A sign in Space, Part 3: I shouldve researched a little more, the SigMF format
I tried so many different things after being unsuccessful with trying to convert the raw data into several different wave file formats, such as using Python to…
- convert raw in all possible formats, signed/unsigned, integers and floats of all possible sizes, endianess
- Plotting stuff to get insight, nope
- Trying to make a FFT waterfall diagram for the whole 4 GB raw data, eating
up all my RAM, getting on a fight with Linux’ OOM-killer (256 GB wasn’t
enough and
matplotlib.pyplot.specgram
is kind of, err, hungry)
Then I looked into the metadata files more closely and realized: “He, I know it’s not FITS but it looks like a standard so do your research!”
OK, turns out there’s this format called SigMF and there is a Python module so I installed it, read the very simple documentation and I get data with which I can hopefully work; taking the data from the Green Bank Observatory now:
In [90]: import sigmf
In [91]: handle = sigmf.sigmffile.fromfile('A_Sign_in_Space-GBT.sigmf')

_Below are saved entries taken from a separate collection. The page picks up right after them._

// SPDX-License-Identifier: BUSL-1.1
// Copyright (c) 2026 Alfred Jean LLC

//! Registry of Workers and Jobs whose first dispatch is still running
//!
//! A create call persists its Worker or Job and then schedules it. While it
//! is between those steps the record looks stranded, so the reconciler
//! consults this registry before issuing a replacement token or scheduling
//! a second copy.

use parking_lot::Mutex;
use std::collections::HashSet;
use std::sync::Arc;

/// Shared set of dispatch keys. Clones see the same set.
#[derive(Clone, Default)]
pub struct InFlight {
    keys: Arc<Mutex<HashSet<String>>>,
}

impl InFlight {
    pub fn new() -> Self {
        Self::default()
    }

    pub fn worker_key(event_id: &str) -> String {
        event_id.to_string()
    }

    pub fn job_key(event_id: &str, job_name: &str) -> String {
        format!("{}:{}", event_id, job_name)
    }

    /// Mark `key` as dispatching until the returned guard drops.
    pub fn begin(&self, key: String) -> Dispatching {
        self.keys.lock().insert(key.clone());
        Dispatching {
            keys: Arc::clone(&self.keys),
            key,
        }
    }

    pub fn contains(&self, key: &str) -> bool {
        self.keys.lock().contains(key)
    }
}

/// Held for the duration of one dispatch
#[must_use = "the dispatch is only registered while the guard lives"]
pub struct Dispatching {
    keys: Arc<Mutex<HashSet<String>>>,
    key: String,
}

impl Drop for Dispatching {
    fn drop(&mut self) {
        self.keys.lock().remove(&self.key);
    }
}

#[cfg(test)]
#[path = "inflight_tests.rs"]
mod tests;
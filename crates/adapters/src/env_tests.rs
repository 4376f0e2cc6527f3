// SPDX-License-Identifier: BUSL-1.1
// Copyright (c) 2026 Alfred Jean LLC

use super::*;
use serial_test::serial;

#[test]
#[serial]
fn defaults_apply_when_unset() {
    std::env::remove_var("CONVOY_KUBECTL_TIMEOUT_MS");
    std::env::remove_var("CONVOY_QUEUE_CONNECT_ATTEMPTS");
    std::env::remove_var("CONVOY_QUEUE_CONNECT_BACKOFF_MS");
    assert_eq!(kubectl_timeout(), Duration::from_secs(30));
    assert_eq!(queue_connect_attempts(), 10);
    assert_eq!(queue_connect_backoff(), Duration::from_secs(10));
}

#[test]
#[serial]
fn overrides_are_read_from_the_environment() {
    std::env::set_var("CONVOY_KUBECTL_TIMEOUT_MS", "1500");
    std::env::set_var("CONVOY_QUEUE_CONNECT_ATTEMPTS", "3");
    std::env::set_var("CONVOY_QUEUE_CONNECT_BACKOFF_MS", "250");
    assert_eq!(kubectl_timeout(), Duration::from_millis(1500));
    assert_eq!(queue_connect_attempts(), 3);
    assert_eq!(queue_connect_backoff(), Duration::from_millis(250));
    std::env::remove_var("CONVOY_KUBECTL_TIMEOUT_MS");
    std::env::remove_var("CONVOY_QUEUE_CONNECT_ATTEMPTS");
    std::env::remove_var("CONVOY_QUEUE_CONNECT_BACKOFF_MS");
}

#[test]
#[serial]
fn zero_attempts_falls_back_to_default() {
    std::env::set_var("CONVOY_QUEUE_CONNECT_ATTEMPTS", "0");
    assert_eq!(queue_connect_attempts(), 10);
    std::env::remove_var("CONVOY_QUEUE_CONNECT_ATTEMPTS");
}
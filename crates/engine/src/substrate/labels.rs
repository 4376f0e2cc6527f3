// SPDX-License-Identifier: BUSL-1.1
// Copyright (c) 2026 Alfred Jean LLC

//! Labels and names for cluster objects

use convoy_adapters::LabelMap;

pub const COMPONENT: &str = "convoy.dev/component";
pub const PROJECT: &str = "convoy.dev/project";
pub const EVENT: &str = "convoy.dev/event";
pub const JOB: &str = "convoy.dev/job";

pub const COMPONENT_PROJECT_SECRETS: &str = "project-secrets";
pub const COMPONENT_EVENT: &str = "event";
pub const COMPONENT_WORKSPACE: &str = "workspace";
pub const COMPONENT_WORKER: &str = "worker";
pub const COMPONENT_JOB: &str = "job";

pub const SECRET_TYPE_PROJECT_SECRETS: &str = "convoy.dev/project-secrets";
pub const SECRET_TYPE_EVENT: &str = "convoy.dev/event";
pub const SECRET_TYPE_JOB: &str = "convoy.dev/job";

/// Service account, role, and binding name shared by a Project's Workers.
pub const WORKERS_IDENTITY: &str = "workers";
/// Service account, role, and binding name shared by a Project's Jobs.
pub const JOBS_IDENTITY: &str = "jobs";
pub const PROJECT_SECRETS: &str = "project-secrets";

pub fn event_secret_name(event_id: &str) -> String {
    format!("event-{}", event_id)
}

pub fn workspace_claim_name(event_id: &str) -> String {
    format!("workspace-{}", event_id)
}

pub fn worker_pod_name(event_id: &str) -> String {
    format!("worker-{}", event_id)
}

/// Shared by the Job's pod and its secret.
pub fn job_object_name(event_id: &str, job_name: &str) -> String {
    format!("job-{}-{}", event_id, job_name.to_lowercase())
}

fn label_map(pairs: &[(&str, &str)]) -> LabelMap {
    pairs
        .iter()
        .map(|(k, v)| (k.to_string(), v.to_string()))
        .collect()
}

pub fn for_project(component: &str, project_id: &str) -> LabelMap {
    label_map(&[(COMPONENT, component), (PROJECT, project_id)])
}

pub fn for_event(component: &str, project_id: &str, event_id: &str) -> LabelMap {
    label_map(&[
        (COMPONENT, component),
        (PROJECT, project_id),
        (EVENT, event_id),
    ])
}

pub fn for_job(project_id: &str, event_id: &str, job_name: &str) -> LabelMap {
    label_map(&[
        (COMPONENT, COMPONENT_JOB),
        (PROJECT, project_id),
        (EVENT, event_id),
        (JOB, job_name),
    ])
}

/// Selects every object belonging to one Event.
pub fn event_selector(event_id: &str) -> LabelMap {
    label_map(&[(EVENT, event_id)])
}

#[cfg(test)]
#[path = "labels_tests.rs"]
mod tests;
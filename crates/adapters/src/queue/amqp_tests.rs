// SPDX-License-Identifier: BUSL-1.1
// Copyright (c) 2026 Alfred Jean LLC

use super::*;

#[test]
fn credentials_are_applied_to_the_uri() {
    let settings = AmqpSettings {
        address: "amqp://broker.local:5672/%2f".to_string(),
        username: "convoy".to_string(),
        password: "hunter2".to_string(),
    };
    let uri = settings.uri().unwrap();
    assert_eq!(uri.authority.host, "broker.local");
    assert_eq!(uri.authority.port, 5672);
    assert_eq!(uri.authority.userinfo.username, "convoy");
    assert_eq!(uri.authority.userinfo.password, "hunter2");
}

#[test]
fn invalid_address_is_a_connect_error() {
    let settings = AmqpSettings {
        address: "not a uri".to_string(),
        ..Default::default()
    };
    assert!(matches!(settings.uri(), Err(QueueError::Connect(_))));
}

#[test]
fn debug_hides_the_password() {
    let settings = AmqpSettings {
        address: "amqp://localhost".to_string(),
        username: "convoy".to_string(),
        password: "hunter2".to_string(),
    };
    assert!(!format!("{:?}", settings).contains("hunter2"));
}

#[test]
fn messages_are_persistent() {
    let props = message_properties(&QueueAddress::parse("workers", true));
    assert_eq!(props.delivery_mode(), &Some(PERSISTENT));
    assert!(props.headers().is_none());
}

#[test]
fn group_key_travels_as_a_header() {
    let props = message_properties(&QueueAddress::parse("jobs.italian", true));
    let headers = props.headers().as_ref().unwrap();
    let (_, value) = headers
        .inner()
        .iter()
        .find(|(key, _)| key.as_str() == GROUP_HEADER)
        .unwrap();
    assert_eq!(value, &AMQPValue::LongString("italian".to_string().into()));
}
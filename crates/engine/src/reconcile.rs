// SPDX-License-Identifier: BUSL-1.1
// Copyright (c) 2026 Alfred Jean LLC

//! Dispatch reconciliation
//!
//! Events are persisted before they are scheduled, and nothing spans both
//! steps. Workers and Jobs whose schedule call never succeeded stay PENDING
//! with `scheduled == false`; this pass finds the ones older than the grace
//! period and schedules them again. Items whose first dispatch is still
//! running (see [`InFlight`]) are left for a later pass.

use crate::inflight::InFlight;
use crate::services::{issue_worker_token, ServiceDeps, Store};
use crate::substrate::Substrate;
use convoy_core::{
    Clock, Event, EventsSelector, JobPhase, ListOptions, Result, ResultExt, WorkerPhase,
};
use std::time::Duration;

const PAGE_SIZE: usize = 100;

/// Outcome of one reconciliation pass
#[derive(Debug, Clone, Copy, Default, PartialEq, Eq)]
pub struct ReconcileReport {
    pub workers: usize,
    pub jobs: usize,
    pub failures: usize,
}

#[derive(Clone)]
pub struct DispatchReconciler<St, Su, C> {
    store: St,
    substrate: Su,
    clock: C,
    inflight: InFlight,
    grace: chrono::Duration,
}

impl<St, Su, C> DispatchReconciler<St, Su, C>
where
    St: Store,
    Su: Substrate,
    C: Clock,
{
    pub fn new<I>(deps: &ServiceDeps<St, Su, C, I>, grace: Duration) -> Self {
        Self {
            store: deps.store.clone(),
            substrate: deps.substrate.clone(),
            clock: deps.clock.clone(),
            inflight: deps.inflight.clone(),
            grace: chrono::Duration::from_std(grace).unwrap_or(chrono::Duration::zero()),
        }
    }

    /// Re-schedule every stale, unscheduled Worker and Job.
    ///
    /// Per-item failures are logged and counted; only a failure to list
    /// Events aborts the pass.
    pub async fn reconcile(&self) -> Result<ReconcileReport> {
        let cutoff = self.clock.now() - self.grace;
        let selector = EventsSelector::default()
            .with_phases(&[WorkerPhase::Pending, WorkerPhase::Running]);
        let mut opts = ListOptions {
            limit: PAGE_SIZE,
            continue_after: None,
        };
        let mut report = ReconcileReport::default();

        loop {
            let page = self
                .store
                .list_events(&selector, &opts)
                .await
                .context(|| "list active events")?;

            for event in page.items {
                let stale = |created: Option<chrono::DateTime<chrono::Utc>>| {
                    created.is_some_and(|at| at <= cutoff)
                };

                if event.phase() == WorkerPhase::Pending
                    && !event.worker.scheduled
                    && stale(event.created)
                    && !self.dispatching(&InFlight::worker_key(event.id.as_str()))
                {
                    match self.reschedule_worker(event.clone()).await {
                        Ok(()) => report.workers += 1,
                        Err(e) => {
                            report.failures += 1;
                            tracing::warn!(event_id = %event.id, error = %e, "worker re-dispatch failed");
                        }
                    }
                }

                let stranded: Vec<String> = event
                    .worker
                    .jobs
                    .values()
                    .filter(|job| {
                        job.status.phase == JobPhase::Pending
                            && !job.scheduled
                            && stale(job.created)
                            && !self.dispatching(&InFlight::job_key(event.id.as_str(), &job.name))
                    })
                    .map(|job| job.name.clone())
                    .collect();
                for name in stranded {
                    match self.reschedule_job(&event, &name).await {
                        Ok(()) => report.jobs += 1,
                        Err(e) => {
                            report.failures += 1;
                            tracing::warn!(event_id = %event.id, job = %name, error = %e, "job re-dispatch failed");
                        }
                    }
                }
            }

            match page.continue_after {
                Some(next) => opts.continue_after = Some(next),
                None => break,
            }
        }

        if report != ReconcileReport::default() {
            tracing::info!(
                workers = report.workers,
                jobs = report.jobs,
                failures = report.failures,
                "dispatch reconciled",
            );
        }
        Ok(report)
    }

    fn dispatching(&self, key: &str) -> bool {
        let busy = self.inflight.contains(key);
        if busy {
            tracing::debug!(key, "dispatch still in flight, skipping");
        }
        busy
    }

    /// The original token was never persisted, so a new one is issued and
    /// its hash replaces the old one before the Worker is scheduled again.
    async fn reschedule_worker(&self, mut event: Event) -> Result<()> {
        let project = self
            .store
            .get_project(event.project())
            .await
            .context(|| format!("retrieve project {}", event.project()))?;

        let (token, hashed_token) = issue_worker_token();
        self.store
            .update_worker_hashed_token(event.id.as_str(), &hashed_token)
            .await
            .context(|| format!("reissue token for event {}", event.id))?;
        event.worker.token = Some(token);
        event.worker.hashed_token = hashed_token;

        self.substrate
            .schedule_worker(&project, &event)
            .await
            .context(|| format!("schedule worker for event {}", event.id))?;
        self.store
            .mark_worker_scheduled(event.id.as_str())
            .await
            .context(|| format!("mark worker for event {} scheduled", event.id))?;
        tracing::info!(event_id = %event.id, "worker re-dispatched");
        Ok(())
    }

    async fn reschedule_job(&self, event: &Event, job_name: &str) -> Result<()> {
        let project = self
            .store
            .get_project(event.project())
            .await
            .context(|| format!("retrieve project {}", event.project()))?;
        self.substrate
            .schedule_job(&project, event, job_name)
            .await
            .context(|| format!("schedule event {} job {}", event.id, job_name))?;
        self.store
            .mark_job_scheduled(event.id.as_str(), job_name)
            .await
            .context(|| format!("mark event {} job {} scheduled", event.id, job_name))?;
        tracing::info!(event_id = %event.id, job = job_name, "job re-dispatched");
        Ok(())
    }
}

#[cfg(test)]
#[path = "reconcile_tests.rs"]
mod tests;
// SPDX-License-Identifier: BUSL-1.1
// Copyright (c) 2026 Alfred Jean LLC

//! Persistence contracts, one trait per resource
//!
//! Stores report missing records as [`Error::NotFound`](crate::Error) and
//! rejected conditional updates as [`Error::Conflict`](crate::Error). Phase
//! checks happen in the same step as the write they guard.

use crate::error::Result;
use crate::event::{Event, EventsSelector};
use crate::job::{JobSpec, JobStatus};
use crate::project::Project;
use crate::worker::{WorkerSpec, WorkerStatus};
use async_trait::async_trait;
use chrono::{DateTime, Utc};

/// Page size used when a caller asks for zero
pub const DEFAULT_PAGE_SIZE: usize = 20;

#[derive(Debug, Clone, Default, PartialEq, Eq)]
pub struct ListOptions {
    /// Zero means [`DEFAULT_PAGE_SIZE`].
    pub limit: usize,
    /// Resume after the item with this id.
    pub continue_after: Option<String>,
}

impl ListOptions {
    pub fn effective_limit(&self) -> usize {
        if self.limit == 0 {
            DEFAULT_PAGE_SIZE
        } else {
            self.limit
        }
    }
}

/// One page of a listing
#[derive(Debug, Clone, PartialEq)]
pub struct Page<T> {
    pub items: Vec<T>,
    /// Pass back as `continue_after` to get the next page.
    pub continue_after: Option<String>,
    pub remaining: usize,
}

#[async_trait]
pub trait ProjectsStore: Clone + Send + Sync + 'static {
    /// Conflict if the id is taken.
    async fn create_project(&self, project: &Project) -> Result<()>;

    /// Ordered by id.
    async fn list_projects(&self, opts: &ListOptions) -> Result<Page<Project>>;

    /// Every Project with a subscription matching `event`.
    async fn list_subscribers(&self, event: &Event) -> Result<Vec<Project>>;

    async fn get_project(&self, id: &str) -> Result<Project>;

    async fn update_project(&self, project: &Project) -> Result<()>;

    async fn delete_project(&self, id: &str) -> Result<()>;
}

#[async_trait]
pub trait EventsStore: Clone + Send + Sync + 'static {
    async fn create_event(&self, event: &Event) -> Result<()>;

    /// Newest first.
    async fn list_events(&self, selector: &EventsSelector, opts: &ListOptions)
        -> Result<Page<Event>>;

    async fn get_event(&self, id: &str) -> Result<Event>;

    async fn get_event_by_hashed_worker_token(&self, hashed_token: &str) -> Result<Event>;

    /// PENDING becomes CANCELED, RUNNING becomes ABORTED, anything else is a
    /// Conflict. Returns the updated Event and records a pending cleanup for
    /// it.
    async fn cancel_event(&self, id: &str, at: DateTime<Utc>) -> Result<Event>;

    /// Applies the single-event rule to every selected Event that is still
    /// PENDING or RUNNING. Returns the Events that changed.
    async fn cancel_events(&self, selector: &EventsSelector, at: DateTime<Utc>)
        -> Result<Vec<Event>>;

    /// Returns the removed Event and records a pending cleanup for it.
    async fn delete_event(&self, id: &str) -> Result<Event>;

    /// Returns the removed Events.
    async fn delete_events(&self, selector: &EventsSelector) -> Result<Vec<Event>>;
}

/// Substrate teardown still owed for canceled and deleted Events
///
/// Entries are written by the cancel and delete operations of
/// [`EventsStore`] and outlive the Events themselves.
#[async_trait]
pub trait CleanupsStore: Clone + Send + Sync + 'static {
    /// Ordered by Event id.
    async fn pending_cleanups(&self) -> Result<Vec<Event>>;

    /// Forget the entry once the substrate objects are gone. Completing an
    /// unknown Event succeeds.
    async fn complete_cleanup(&self, event_id: &str) -> Result<()>;
}

#[async_trait]
pub trait WorkersStore: Clone + Send + Sync + 'static {
    async fn update_worker_spec(&self, event_id: &str, spec: &WorkerSpec) -> Result<()>;

    /// Conflict unless the stored phase may move to `status.phase`.
    async fn update_worker_status(&self, event_id: &str, status: &WorkerStatus) -> Result<()>;

    /// Replace the stored token hash after a token is reissued.
    async fn update_worker_hashed_token(&self, event_id: &str, hashed_token: &str) -> Result<()>;

    /// Record that the substrate accepted the Worker's dispatch.
    async fn mark_worker_scheduled(&self, event_id: &str) -> Result<()>;
}

#[async_trait]
pub trait JobsStore: Clone + Send + Sync + 'static {
    /// Adds a PENDING Job. Conflict if the name is taken.
    async fn create_job(
        &self,
        event_id: &str,
        name: &str,
        spec: &JobSpec,
        at: DateTime<Utc>,
    ) -> Result<()>;

    /// Conflict unless the stored phase may move to `status.phase`.
    async fn update_job_status(&self, event_id: &str, name: &str, status: &JobStatus)
        -> Result<()>;

    /// Record that the substrate accepted the Job's dispatch.
    async fn mark_job_scheduled(&self, event_id: &str, name: &str) -> Result<()>;
}
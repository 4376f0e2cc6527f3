// SPDX-License-Identifier: BUSL-1.1
// Copyright (c) 2026 Alfred Jean LLC

//! Events: the occurrences that trigger Workers

use crate::id::{EventId, ProjectId};
use crate::project::KubernetesConfig;
use crate::worker::{Worker, WorkerPhase};
use chrono::{DateTime, Utc};
use serde::{Deserialize, Serialize};
use std::collections::BTreeMap;

pub type Labels = BTreeMap<String, String>;

/// Per-event override of the template's git settings
#[derive(Debug, Clone, Default, PartialEq, Eq, Serialize, Deserialize)]
#[serde(rename_all = "camelCase")]
pub struct EventGitConfig {
    #[serde(default, rename = "cloneURL")]
    pub clone_url: String,
    #[serde(default)]
    pub commit: String,
    #[serde(default, rename = "ref")]
    pub git_ref: String,
}

#[derive(Debug, Clone, Default, PartialEq, Serialize, Deserialize)]
#[serde(rename_all = "camelCase")]
pub struct Event {
    #[serde(default)]
    pub id: EventId,
    /// `None` asks for fan-out to every subscribed Project.
    #[serde(default, rename = "projectID", skip_serializing_if = "Option::is_none")]
    pub project_id: Option<ProjectId>,
    pub source: String,
    #[serde(rename = "type")]
    pub event_type: String,
    #[serde(default)]
    pub labels: Labels,
    #[serde(default)]
    pub short_title: String,
    #[serde(default)]
    pub long_title: String,
    #[serde(default, skip_serializing_if = "Option::is_none")]
    pub git: Option<EventGitConfig>,
    #[serde(default)]
    pub payload: String,
    #[serde(default, skip_serializing_if = "Option::is_none")]
    pub kubernetes: Option<KubernetesConfig>,
    #[serde(default, skip_serializing_if = "Option::is_none")]
    pub created: Option<DateTime<Utc>>,
    #[serde(default, skip_serializing_if = "Option::is_none")]
    pub canceled: Option<DateTime<Utc>>,
    #[serde(default)]
    pub worker: Worker,
}

impl Event {
    pub fn new(source: impl Into<String>, event_type: impl Into<String>) -> Self {
        Self {
            source: source.into(),
            event_type: event_type.into(),
            ..Default::default()
        }
    }

    pub fn phase(&self) -> WorkerPhase {
        self.worker.status.phase
    }

    /// The Project this Event was bound to, or an empty string before
    /// fan-out resolved it.
    pub fn project(&self) -> &str {
        self.project_id.as_ref().map(|p| p.as_str()).unwrap_or("")
    }

    /// The namespace the substrate assigned, if any.
    pub fn namespace(&self) -> Option<&str> {
        self.kubernetes.as_ref().map(|k| k.namespace.as_str())
    }
}

/// Filter for listing and bulk operations on Events
#[derive(Debug, Clone, Default, PartialEq, Eq)]
pub struct EventsSelector {
    pub project_id: Option<ProjectId>,
    pub source: Option<String>,
    pub worker_phases: Vec<WorkerPhase>,
}

impl EventsSelector {
    pub fn for_project(project_id: impl Into<ProjectId>) -> Self {
        Self {
            project_id: Some(project_id.into()),
            ..Default::default()
        }
    }

    pub fn with_phases(mut self, phases: &[WorkerPhase]) -> Self {
        self.worker_phases = phases.to_vec();
        self
    }

    /// An empty phase list means every phase.
    pub fn matches(&self, event: &Event) -> bool {
        if let Some(project_id) = &self.project_id {
            if event.project_id.as_ref() != Some(project_id) {
                return false;
            }
        }
        if let Some(source) = &self.source {
            if &event.source != source {
                return false;
            }
        }
        self.worker_phases.is_empty() || self.worker_phases.contains(&event.phase())
    }
}

/// Count returned by bulk cancel and delete
#[derive(Debug, Clone, Copy, Default, PartialEq, Eq, Serialize, Deserialize)]
pub struct BulkResult {
    pub count: usize,
}

#[cfg(test)]
#[path = "event_tests.rs"]
mod tests;
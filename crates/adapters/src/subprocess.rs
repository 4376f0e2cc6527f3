// SPDX-License-Identifier: BUSL-1.1
// Copyright (c) 2026 Alfred Jean LLC

//! Subprocess execution helpers

use std::process::{Output, Stdio};
use std::time::Duration;
use tokio::io::AsyncWriteExt;
use tokio::process::Command;

/// Default timeout for a single kubectl invocation.
pub const KUBECTL_TIMEOUT: Duration = Duration::from_secs(30);

/// Run a subprocess command with a timeout.
///
/// Wraps `Command::output()` with `tokio::time::timeout`, converting
/// timeout expiration into a descriptive error message. The child is
/// killed if the timeout elapses.
pub async fn run_with_timeout(
    mut cmd: Command,
    timeout: Duration,
    description: &str,
) -> Result<Output, String> {
    cmd.kill_on_drop(true);
    match tokio::time::timeout(timeout, cmd.output()).await {
        Ok(Ok(output)) => Ok(output),
        Ok(Err(io_err)) => Err(format!("{} failed: {}", description, io_err)),
        Err(_elapsed) => Err(timed_out(description, timeout)),
    }
}

/// Like [`run_with_timeout`], but feeds `input` to the child's stdin first.
pub async fn run_with_input(
    mut cmd: Command,
    input: &[u8],
    timeout: Duration,
    description: &str,
) -> Result<Output, String> {
    cmd.stdin(Stdio::piped())
        .stdout(Stdio::piped())
        .stderr(Stdio::piped())
        .kill_on_drop(true);

    let run = async {
        let mut child = cmd.spawn()?;
        if let Some(mut stdin) = child.stdin.take() {
            stdin.write_all(input).await?;
            // Dropping stdin closes the pipe so the child sees EOF.
        }
        child.wait_with_output().await
    };

    match tokio::time::timeout(timeout, run).await {
        Ok(Ok(output)) => Ok(output),
        Ok(Err(io_err)) => Err(format!("{} failed: {}", description, io_err)),
        Err(_elapsed) => Err(timed_out(description, timeout)),
    }
}

fn timed_out(description: &str, timeout: Duration) -> String {
    format!(
        "{} timed out after {}ms",
        description,
        timeout.as_millis()
    )
}

#[cfg(test)]
#[path = "subprocess_tests.rs"]
mod tests;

In [92]: GBT = handle.read_samples()
In [92]: type(GBT)
Out[92]: numpy.ndarray
In [93]: GBT[0:3]
Out[93]: array([0.+0.j, 0.+0.j, 0.+0.j], dtype=complex64)
In [94]: GBT[0:8]
Out[94]:
array([0.+0.j, 0.+0.j, 0.+0.j, 0.+0.j, 0.+0.j, 0.+0.j, 0.+0.j, 0.+0.j],
dtype=complex64)
Ohooo, it is IQ-data, but 64 bits! No wonder I ended up nowhere with my simple naive digging. OK, now let me see where this will lead to…
Fun fact: There’s even a GNU Radio Block for this data, which is real neat. Haven’t installed it yet because out-of-tree modules are the Road To Madness™, but let’s see.